=== Begin Enclosure ===

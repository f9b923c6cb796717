//! Shared test utilities for `primpath-core`.

use primpath_test_support::ci::property_test_profile::ProptestRunProfile;
use proptest::test_runner::Config as ProptestConfig;

use crate::graph::{Graph, RawEdge};

/// Builds a standard proptest configuration from the shared CI profile.
///
/// This keeps property suites aligned on the same `PROGTEST_CASES` and
/// `PRIMPATH_PBT_FORK` interpretation.
#[must_use]
pub(crate) fn suite_proptest_config(default_cases: u32) -> ProptestConfig {
    let profile = ProptestRunProfile::load(default_cases, false);
    ProptestConfig {
        cases: profile.cases(),
        fork: profile.fork(),
        ..ProptestConfig::default()
    }
}

/// Builds a graph from `(left, right, cost)` triples, panicking on invalid
/// input.
#[must_use]
pub(crate) fn graph_from(vertex_count: i64, edges: &[(i64, i64, i64)]) -> Graph {
    let raw: Vec<RawEdge> = edges
        .iter()
        .map(|&(left, right, cost)| RawEdge::new(left, right, cost))
        .collect();
    match Graph::from_edges(vertex_count, &raw) {
        Ok(graph) => graph,
        Err(err) => panic!("fixture graph must be valid: {err}"),
    }
}
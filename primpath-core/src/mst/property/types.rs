//! Type definitions for MST property-based tests.

use test_strategy::Arbitrary;

/// Weight distribution strategy for generated graphs.
///
/// Each variant stresses a different part of Prim's builder: tie handling
/// in the linear scan, repeated relaxation, or the disconnection check.
#[derive(Clone, Copy, Debug, Eq, PartialEq, Arbitrary)]
pub(super) enum WeightDistribution {
    /// Edge costs drawn from a wide range, so the MST is almost always unique.
    Unique,
    /// Costs drawn from a pool of one to three values.
    ManyIdentical,
    /// A random spanning path plus roughly `0.5n` to `n` extra edges.
    Sparse,
    /// Edge probability between 0.7 and 0.95.
    Dense,
    /// Two to four components with no edges between them.
    Disconnected,
}

/// Fixture for MST property tests.
#[derive(Clone, Debug)]
pub(super) struct MstFixture {
    /// Number of vertices in the graph.
    pub vertex_count: usize,
    /// Generated `(left, right, cost)` triples with no repeated pair.
    pub edges: Vec<(usize, usize, u64)>,
    /// Weight distribution used during generation.
    pub distribution: WeightDistribution,
}

impl MstFixture {
    /// Returns `true` when the generator built the graph to be connected.
    pub(super) fn expect_connected(&self) -> bool {
        self.distribution != WeightDistribution::Disconnected
    }
}
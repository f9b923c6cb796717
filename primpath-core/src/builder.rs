//! Builder utilities for configuring the primpath pipeline.
//!
//! Collects the spanning-tree root and output retention options before
//! constructing a [`PrimPath`] runner.

use crate::{graph::VertexId, mst::DEFAULT_ROOT, pipeline::PrimPath};

/// Configures and constructs [`PrimPath`] runners.
///
/// # Examples
/// ```
/// use primpath_core::PrimPathBuilder;
///
/// let runner = PrimPathBuilder::new()
///     .with_root(2)
///     .with_retain_tree(true)
///     .build();
/// assert_eq!(runner.root(), 2);
/// assert!(runner.retains_tree());
/// ```
#[derive(Debug, Clone)]
pub struct PrimPathBuilder {
    root: VertexId,
    retain_tree: bool,
}

impl Default for PrimPathBuilder {
    fn default() -> Self {
        Self {
            root: DEFAULT_ROOT,
            retain_tree: false,
        }
    }
}

impl PrimPathBuilder {
    /// Creates a builder populated with default parameters.
    ///
    /// # Examples
    /// ```
    /// use primpath_core::PrimPathBuilder;
    ///
    /// let builder = PrimPathBuilder::new();
    /// assert_eq!(builder.root(), 0);
    /// assert!(!builder.retain_tree());
    /// ```
    #[must_use]
    pub fn new() -> Self {
        Self::default()
    }

    /// Overrides the vertex Prim's algorithm grows the tree from.
    ///
    /// The root is checked against the graph when the pipeline runs, since
    /// the vertex count is only known then.
    #[must_use]
    pub const fn with_root(mut self, root: VertexId) -> Self {
        self.root = root;
        self
    }

    /// Returns the configured root vertex.
    #[must_use]
    pub const fn root(&self) -> VertexId {
        self.root
    }

    /// Keeps the input graph and the materialised tree graph in the
    /// pipeline output.
    ///
    /// # Examples
    /// ```
    /// use primpath_core::PrimPathBuilder;
    ///
    /// let builder = PrimPathBuilder::new().with_retain_tree(true);
    /// assert!(builder.retain_tree());
    /// ```
    #[must_use]
    pub const fn with_retain_tree(mut self, retain: bool) -> Self {
        self.retain_tree = retain;
        self
    }

    /// Returns whether graphs are retained in the output.
    #[must_use]
    pub const fn retain_tree(&self) -> bool {
        self.retain_tree
    }

    /// Constructs the immutable [`PrimPath`] runner.
    #[must_use]
    pub fn build(self) -> PrimPath {
        PrimPath::new(self.root, self.retain_tree)
    }
}
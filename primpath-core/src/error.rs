//! Error types for the primpath core library.
//!
//! Defines error enums exposed by the public API and a convenient result alias.

use std::fmt;

use thiserror::Error;

macro_rules! define_error_codes {
    (
        $(#[$enum_meta:meta])*
        enum $CodeTy:ident for $ErrTy:ident {
            $(
                $(#[$variant_meta:meta])*
                $CodeVariant:ident => $ErrVariant:ident $( { $($pattern:tt)* } )? => $code:expr
            ),+ $(,)?
        }
    ) => {
        $(#[$enum_meta])*
        #[derive(Clone, Copy, Debug, Eq, Hash, PartialEq)]
        #[non_exhaustive]
        pub enum $CodeTy {
            $(
                $(#[$variant_meta])*
                $CodeVariant,
            )+
        }

        impl $CodeTy {
            /// Return the stable machine-readable representation of this error code.
            pub const fn as_str(self) -> &'static str {
                match self {
                    $(Self::$CodeVariant => $code,)+
                }
            }
        }

        impl fmt::Display for $CodeTy {
            fn fmt(&self, f: &mut fmt::Formatter<'_>) -> fmt::Result {
                f.write_str(self.as_str())
            }
        }

        impl $ErrTy {
            #[doc = concat!(
                "Retrieve the stable [`",
                stringify!($CodeTy),
                "`] for this error."
            )]
            pub const fn code(&self) -> $CodeTy {
                match self {
                    $(Self::$ErrVariant $( { $($pattern)* } )? => $CodeTy::$CodeVariant,)+
                }
            }
        }
    };
}

/// An error produced while tokenising the textual problem description.
#[non_exhaustive]
#[derive(Clone, Debug, Eq, Error, PartialEq)]
pub enum InputError {
    /// The input ended before a required value was read.
    #[error("input ended while reading {expected}")]
    UnexpectedEnd {
        /// Description of the value the parser was waiting for.
        expected: &'static str,
    },
    /// A token could not be parsed as a signed integer.
    #[error("token `{token}` at position {position} is not an integer")]
    InvalidInteger {
        /// The offending token.
        token: String,
        /// Zero-based token position within the input.
        position: usize,
    },
    /// The declared number of edges was negative.
    #[error("edge count must be non-negative (got {got})")]
    NegativeEdgeCount {
        /// The declared edge count.
        got: i64,
    },
}

define_error_codes! {
    /// Stable codes describing [`InputError`] variants.
    enum InputErrorCode for InputError {
        /// The input ended before a required value was read.
        UnexpectedEnd => UnexpectedEnd { .. } => "INPUT_UNEXPECTED_END",
        /// A token could not be parsed as a signed integer.
        InvalidInteger => InvalidInteger { .. } => "INPUT_INVALID_INTEGER",
        /// The declared number of edges was negative.
        NegativeEdgeCount => NegativeEdgeCount { .. } => "INPUT_NEGATIVE_EDGE_COUNT",
    }
}

/// Reason an edge triple was rejected before insertion.
#[derive(Clone, Copy, Debug, Eq, Hash, PartialEq)]
pub enum EdgeViolation {
    /// An endpoint lies outside `[0, vertex_count)`.
    EndpointOutOfRange,
    /// Both endpoints name the same vertex.
    SelfLoop,
    /// The cost is negative.
    NegativeCost,
}

impl EdgeViolation {
    /// Returns a short human-readable description.
    #[must_use]
    pub const fn as_str(self) -> &'static str {
        match self {
            Self::EndpointOutOfRange => "endpoint out of range",
            Self::SelfLoop => "self-loop",
            Self::NegativeCost => "negative cost",
        }
    }
}

impl fmt::Display for EdgeViolation {
    fn fmt(&self, f: &mut fmt::Formatter<'_>) -> fmt::Result {
        f.write_str(self.as_str())
    }
}

/// Error type produced by the graph, spanning tree, and path stages.
#[non_exhaustive]
#[derive(Clone, Debug, Eq, Error, PartialEq)]
pub enum PrimPathError {
    /// The vertex count was negative.
    #[error("vertex count must be non-negative (got {got})")]
    InvalidVertexCount {
        /// The declared vertex count.
        got: i64,
    },
    /// An edge triple violated the endpoint, self-loop, or cost rules.
    #[error("edge #{index} ({left}, {right}, cost {cost}) rejected: {violation}")]
    InvalidEdgeSpec {
        /// Zero-based position of the edge in the input.
        index: usize,
        /// First endpoint as supplied.
        left: i64,
        /// Second endpoint as supplied.
        right: i64,
        /// Cost as supplied.
        cost: i64,
        /// The rule that was broken.
        violation: EdgeViolation,
    },
    /// A second edge was supplied for an already connected pair.
    #[error("edge #{index} duplicates the existing edge between {left} and {right}")]
    DuplicateEdge {
        /// Zero-based position of the duplicate in the input.
        index: usize,
        /// First endpoint.
        left: usize,
        /// Second endpoint.
        right: usize,
    },
    /// Prim's algorithm selected a vertex that cannot be reached from the root.
    #[error("graph is disconnected: vertex {vertex} of {vertex_count} is unreachable from the root")]
    DisconnectedGraph {
        /// The first unreachable vertex selected.
        vertex: usize,
        /// The number of vertices in the graph.
        vertex_count: usize,
    },
    /// A path query endpoint was outside `[0, vertex_count)`.
    #[error("query ({first}, {last}) is out of bounds for {vertex_count} vertices")]
    InvalidQueryBounds {
        /// Requested start vertex as supplied.
        first: i64,
        /// Requested end vertex as supplied.
        last: i64,
        /// The number of vertices in the graph.
        vertex_count: usize,
    },
    /// The depth-first search exhausted the tree without reaching the target.
    #[error("no path from {first} to {last}")]
    NoPathFound {
        /// Start vertex.
        first: usize,
        /// Unreached target vertex.
        last: usize,
    },
    /// Storage for a structure could not be reserved.
    #[error("failed to allocate {resource} for {requested} entries")]
    AllocationFailure {
        /// Name of the structure being allocated.
        resource: &'static str,
        /// Number of entries requested.
        requested: usize,
    },
    /// The configured Prim root does not name a vertex.
    #[error("root {root} is out of bounds for {vertex_count} vertices")]
    InvalidRoot {
        /// Configured root vertex.
        root: usize,
        /// The number of vertices in the graph.
        vertex_count: usize,
    },
    /// The textual problem description was malformed.
    #[error("malformed input: {0}")]
    Input(#[from] InputError),
}

define_error_codes! {
    /// Stable codes describing [`PrimPathError`] variants.
    enum PrimPathErrorCode for PrimPathError {
        /// The vertex count was negative.
        InvalidVertexCount => InvalidVertexCount { .. } => "PRIMPATH_INVALID_VERTEX_COUNT",
        /// An edge triple violated the endpoint, self-loop, or cost rules.
        InvalidEdgeSpec => InvalidEdgeSpec { .. } => "PRIMPATH_INVALID_EDGE_SPEC",
        /// A second edge was supplied for an already connected pair.
        DuplicateEdge => DuplicateEdge { .. } => "PRIMPATH_DUPLICATE_EDGE",
        /// Prim's algorithm could not reach every vertex.
        DisconnectedGraph => DisconnectedGraph { .. } => "PRIMPATH_DISCONNECTED_GRAPH",
        /// A path query endpoint was out of range.
        InvalidQueryBounds => InvalidQueryBounds { .. } => "PRIMPATH_INVALID_QUERY_BOUNDS",
        /// The search exhausted the tree without reaching the target.
        NoPathFound => NoPathFound { .. } => "PRIMPATH_NO_PATH_FOUND",
        /// Storage for a structure could not be reserved.
        AllocationFailure => AllocationFailure { .. } => "PRIMPATH_ALLOCATION_FAILURE",
        /// The configured Prim root does not name a vertex.
        InvalidRoot => InvalidRoot { .. } => "PRIMPATH_INVALID_ROOT",
        /// The textual problem description was malformed.
        MalformedInput => Input { .. } => "PRIMPATH_MALFORMED_INPUT",
    }
}

impl PrimPathError {
    /// Retrieve the inner [`InputErrorCode`] when the error originated in the input parser.
    pub const fn input_code(&self) -> Option<InputErrorCode> {
        match self {
            Self::Input(error) => Some(error.code()),
            _ => None,
        }
    }
}

/// Convenient alias for results returned by the core API.
pub type Result<T> = core::result::Result<T, PrimPathError>;
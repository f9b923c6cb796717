//! Fallible allocation for per-vertex working arrays.
//!
//! Every stage sizes its arrays by the vertex count. Reserving through
//! [`Vec::try_reserve_exact`] turns exhaustion into
//! [`PrimPathError::AllocationFailure`] instead of an abort, so a caller can
//! report the failure like any other pipeline error.

use crate::error::{PrimPathError, Result};

/// Allocates a vector of `len` copies of `value`.
///
/// `resource` names the array in the resulting error.
pub(crate) fn try_filled<T: Clone>(resource: &'static str, len: usize, value: T) -> Result<Vec<T>> {
    let mut buffer = Vec::new();
    buffer
        .try_reserve_exact(len)
        .map_err(|_| PrimPathError::AllocationFailure {
            resource,
            requested: len,
        })?;
    buffer.resize(len, value);
    Ok(buffer)
}
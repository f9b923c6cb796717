//! CLI entry point for primpath.
//!
//! Parses arguments with clap, runs the requested command, renders its
//! summary to stdout, and maps failures to a non-zero exit code. Logging is
//! initialised first so every later step can emit diagnostics.

use std::io::{self, BufWriter, Write};
use std::process::ExitCode;

use anyhow::{Context, Result};
use clap::Parser;

use primpath_cli::{
    cli::{Cli, CliError, render_summary, run_cli},
    logging::{self, LoggingError},
};
use tracing::{error, field};

/// Parse arguments, execute the command, render the summary, and flush.
fn try_main() -> Result<()> {
    let cli = Cli::parse();
    let summary = run_cli(cli).context("failed to execute command")?;
    let stdout = io::stdout();
    let mut writer = BufWriter::new(stdout.lock());
    render_summary(&summary, &mut writer).context("failed to render summary")?;
    writer.flush().context("failed to flush output")?;
    Ok(())
}

fn main() -> ExitCode {
    if let Err(err) = logging::init_logging() {
        report_logging_init_error(&err);
        return ExitCode::FAILURE;
    }

    if let Err(err) = try_main() {
        let (code, input_code) = err
            .downcast_ref::<CliError>()
            .and_then(|cli_error| match cli_error {
                CliError::Core(core) => Some((Some(core.code()), core.input_code())),
                CliError::Io { .. } => None,
            })
            .unwrap_or((None, None));

        let code_field = code.map(|code| field::display(code.as_str()));
        let input_code_field = input_code.map(|code| field::display(code.as_str()));
        let message = format!("{err:#}");

        error!(
            error = message.as_str(),
            code = code_field,
            input_code = input_code_field,
            "command execution failed"
        );
        return ExitCode::FAILURE;
    }

    ExitCode::SUCCESS
}

#[expect(
    clippy::print_stderr,
    reason = "Emit one-off diagnostic before tracing is initialized"
)]
fn report_logging_init_error(err: &LoggingError) {
    eprintln!("failed to initialize logging: {err}");
}
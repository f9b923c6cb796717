//! Primpath core library.
//!
//! Builds a weighted undirected graph from validated edge triples, grows a
//! minimum spanning tree with Prim's algorithm, and answers path queries
//! over that tree by depth-first search.
#![cfg_attr(docsrs, feature(doc_cfg))]

mod builder;
mod error;
mod graph;
mod input;
mod memory;
mod mst;
mod paths;
mod pipeline;

#[cfg(test)]
mod test_utils;

pub use crate::{
    builder::PrimPathBuilder,
    error::{
        EdgeViolation, InputError, InputErrorCode, PrimPathError, PrimPathErrorCode, Result,
    },
    graph::{AdjacencyList, Cost, Graph, HalfEdge, RawEdge, VertexId},
    input::ProblemInput,
    mst::{
        Candidate, CandidateSet, DEFAULT_ROOT, INFINITE_COST, SpanningTree, build_mst,
        build_mst_from,
    },
    paths::{TreePath, build_tree_paths, find_path},
    pipeline::{PathOutcome, PipelineOutput, PrimPath},
};
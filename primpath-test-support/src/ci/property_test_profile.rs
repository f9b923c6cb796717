//! Property-test run profile read from the environment.
//!
//! Every proptest suite in the workspace derives its case count and forking
//! behaviour from here so CI can scale them with two variables.

use std::env;

/// Environment variable controlling proptest case counts.
pub const PROGTEST_CASES_ENV_KEY: &str = "PROGTEST_CASES";
/// Environment variable controlling proptest process forking.
pub const PRIMPATH_PBT_FORK_ENV_KEY: &str = "PRIMPATH_PBT_FORK";

/// Runtime profile for property-test execution.
#[derive(Clone, Copy, Debug, PartialEq, Eq)]
pub struct ProptestRunProfile {
    cases: u32,
    fork: bool,
}

impl ProptestRunProfile {
    /// Loads a profile, falling back to the given defaults for unset or
    /// unparsable variables.
    ///
    /// # Examples
    ///
    /// ```
    /// use primpath_test_support::ci::property_test_profile::ProptestRunProfile;
    ///
    /// let profile = ProptestRunProfile::load(64, false);
    /// assert!(profile.cases() > 0);
    /// ```
    #[must_use]
    pub fn load(default_cases: u32, default_fork: bool) -> Self {
        Self {
            cases: override_or(PROGTEST_CASES_ENV_KEY, default_cases, parse_cases),
            fork: override_or(PRIMPATH_PBT_FORK_ENV_KEY, default_fork, parse_switch),
        }
    }

    /// Number of cases to run per property.
    #[must_use]
    pub const fn cases(&self) -> u32 {
        self.cases
    }

    /// Whether each case runs in a forked subprocess.
    #[must_use]
    pub const fn fork(&self) -> bool {
        self.fork
    }
}

fn override_or<T: Copy>(
    key: &'static str,
    default: T,
    parse: fn(&str) -> Result<T, &'static str>,
) -> T {
    let Ok(raw) = env::var(key) else {
        return default;
    };
    parse(raw.trim()).unwrap_or_else(|reason| {
        tracing::warn!(
            env = key,
            raw = %raw,
            reason,
            "ignoring invalid property-test override",
        );
        default
    })
}

fn parse_cases(raw: &str) -> Result<u32, &'static str> {
    match raw.parse::<u32>() {
        Ok(0) => Err("case count must be positive"),
        Ok(cases) => Ok(cases),
        Err(_) => Err("case count must be an unsigned integer"),
    }
}

fn parse_switch(raw: &str) -> Result<bool, &'static str> {
    match raw.to_ascii_lowercase().as_str() {
        "1" | "true" | "yes" | "on" => Ok(true),
        "0" | "false" | "no" | "off" => Ok(false),
        _ => Err("expected one of true/false/1/0/yes/no/on/off"),
    }
}

#[cfg(test)]
mod tests {
    use super::*;
    use rstest::rstest;
    use std::sync::{Mutex, MutexGuard};

    static ENV_LOCK: Mutex<()> = Mutex::new(());

    /// Sets or clears one variable and restores it on drop.
    struct ScopedVar {
        key: &'static str,
        original: Option<String>,
    }

    impl ScopedVar {
        fn new(key: &'static str, value: Option<&str>) -> Self {
            let original = env::var(key).ok();
            apply(key, value);
            Self { key, original }
        }
    }

    impl Drop for ScopedVar {
        fn drop(&mut self) {
            apply(self.key, self.original.as_deref());
        }
    }

    fn apply(key: &str, value: Option<&str>) {
        match value {
            // SAFETY: tests serialise environment access with ENV_LOCK.
            Some(value) => unsafe { env::set_var(key, value) },
            // SAFETY: tests serialise environment access with ENV_LOCK.
            None => unsafe { env::remove_var(key) },
        }
    }

    /// Holds the lock until both variables are restored; tuple fields drop
    /// in order.
    fn with_env(
        cases: Option<&str>,
        fork: Option<&str>,
    ) -> ([ScopedVar; 2], MutexGuard<'static, ()>) {
        let guard = ENV_LOCK
            .lock()
            .unwrap_or_else(std::sync::PoisonError::into_inner);
        let vars = [
            ScopedVar::new(PROGTEST_CASES_ENV_KEY, cases),
            ScopedVar::new(PRIMPATH_PBT_FORK_ENV_KEY, fork),
        ];
        (vars, guard)
    }

    #[test]
    fn falls_back_to_defaults_without_overrides() {
        let _env = with_env(None, None);
        let profile = ProptestRunProfile::load(64, false);
        assert_eq!(profile.cases(), 64);
        assert!(!profile.fork());
    }

    #[rstest]
    #[case::one("1", 1)]
    #[case::padded(" 250 ", 250)]
    #[case::large("25000", 25_000)]
    fn accepts_case_overrides(#[case] raw: &str, #[case] expected: u32) {
        let _env = with_env(Some(raw), None);
        assert_eq!(ProptestRunProfile::load(64, false).cases(), expected);
    }

    #[rstest]
    #[case::zero("0")]
    #[case::negative("-1")]
    #[case::word("many")]
    fn ignores_invalid_case_overrides(#[case] raw: &str) {
        let _env = with_env(Some(raw), None);
        assert_eq!(ProptestRunProfile::load(64, false).cases(), 64);
    }

    #[rstest]
    #[case::true_word("true", true)]
    #[case::upper("TRUE", true)]
    #[case::one("1", true)]
    #[case::yes("yes", true)]
    #[case::on("on", true)]
    #[case::false_word("false", false)]
    #[case::zero("0", false)]
    #[case::no("no", false)]
    #[case::off("off", false)]
    fn accepts_fork_overrides(#[case] raw: &str, #[case] expected: bool) {
        let _env = with_env(None, Some(raw));
        assert_eq!(ProptestRunProfile::load(64, !expected).fork(), expected);
    }

    #[rstest]
    #[case::empty("")]
    #[case::maybe("maybe")]
    #[case::two("2")]
    fn ignores_invalid_fork_overrides(#[case] raw: &str) {
        let _env = with_env(None, Some(raw));
        assert!(ProptestRunProfile::load(64, true).fork());
    }
}
//! Support library for the primpath CLI binary.
//!
//! Exposes the command and logging modules so doctests and tests can drive
//! the command pipeline without spawning a subprocess.

pub mod cli;
pub mod logging;
//! Tree adjacency materialisation and path search.
//!
//! [`build_tree_paths`] turns a spanning tree's parent array into a
//! zero-cost [`crate::Graph`] that can be walked in both directions, and
//! [`find_path`] searches it depth-first for the path between two vertices.

mod search;
mod tree;

pub use self::search::{TreePath, find_path};
pub use self::tree::build_tree_paths;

=== End Enclosure ===

## WHAT YOU ARE ASKED TO DO
Within the data above, find the lines that contain the word "CliError" and copy each of them.

## WORKED SOLUTION
    cli::{Cli, CliError, render_summary, run_cli},
            .downcast_ref::<CliError>()
                CliError::Core(core) => Some((Some(core.code()), core.input_code())),
                CliError::Io { .. } => None,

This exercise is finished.